Market-driven medicine threatens human dignity, bioethicists say
Published: 2007-10-05
SAN FRANCISCO (CNS) -- Market-driven medical technology applied at the beginning and end of life is a growing threat to human dignity, speakers for the National Catholic Bioethics Center told a conference in San Francisco Oct. 3. Catholics must counter with an uncompromising defense of Christian ethics that also encourages lawful innovation to nurture and sustain life, the speakers said, adding that Catholic teaching provides the most reasonable framework for decisions about human life in any clinical or research setting. "I always encourage people that if you're ever confronted with a teaching of the church you don't understand and that at first looks problematic, stop and ask yourself what dimension of human dignity the church sees being threatened in this procedure that we won't allow," said John Haas, president of the bioethics center. The Philadelphia-based center is a scholarly institution that advises the Vatican and the nation's bishops.

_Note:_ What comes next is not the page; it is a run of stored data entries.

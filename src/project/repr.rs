//! Project configuration file representation

use crate::project::program::Program;
use serde::{Deserialize, Serialize};
use std::collections::BTreeMap;
use std::path::{Path, PathBuf};
use std::{fs, io};

/// In-memory representation of the current project configuration.
///
/// This file is typically read from a file named `sfcscan.json`, and it
/// lists every ROM image in the project along with how to analyze it.
#[derive(Serialize, Deserialize, Debug, Default)]
pub struct Project {
    programs: BTreeMap<String, Program>,

    /// Directory image paths are resolved against.
    #[serde(skip)]
    base: PathBuf,
}

impl Project {
    pub fn read(filename: &str) -> io::Result<Self> {
        let project_file = fs::File::open(filename)?;
        let mut project: Self = serde_json::from_reader(project_file)?;

        for (name, prog) in project.programs.iter_mut() {
            if prog.as_name().is_none() {
                prog.set_name(name);
            }
        }

        project.base = Path::new(filename)
            .parent()
            .map(Path::to_path_buf)
            .unwrap_or_default();

        Ok(project)
    }

    /// Read a project file, treating a missing file as an empty project.
    pub fn read_or_default(filename: &str) -> io::Result<Self> {
        match Self::read(filename) {
            Ok(project) => Ok(project),
            Err(ref e) if e.kind() == io::ErrorKind::NotFound => Ok(Self::default()),
            Err(e) => Err(e),
        }
    }

    pub fn base(&self) -> &Path {
        &self.base
    }

    /// Get the program with the given name within the project.
    pub fn program(&self, name: &str) -> Option<&Program> {
        self.programs.get(name)
    }

    /// Get the project's default program: the first by name.
    pub fn default_program(&self) -> Option<(&String, &Program)> {
        self.programs.iter().next()
    }

    pub fn iter_programs(&self) -> impl Iterator<Item = (&str, &Program)> {
        self.programs.iter().map(|(k, v)| (k.as_str(), v))
    }
}
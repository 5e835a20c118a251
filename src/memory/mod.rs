//! Types which model the 65C816 address space and the ROM mapped into it.

mod pointer;
mod rom;

pub use pointer::CpuAddress;
pub use rom::RomImage;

Oakland Bishop Allen H. Vigneron told Catholic San Francisco, archdiocesan newspaper, that the main issues on which the church finds itself "at odds with a lot of the trends in our culture" were in-vitro fertilization, embryonic stem-cell research and end-of-life issues. Attracting 200 Catholic educators and health-care workers from throughout the Bay Area, the conference took place in the city that hosts California's $3 billion stem-cell research institute.
Copyright (c) 2007 Catholic News Service /U.S. Conference of Catholic Bishops. The CNS news report may not be published, broadcast, rewritten or otherwise distributed, including but not limited to such means as framing or any other digital copying or distribution method, in whole or in part without the prior written authority of Catholic News Service .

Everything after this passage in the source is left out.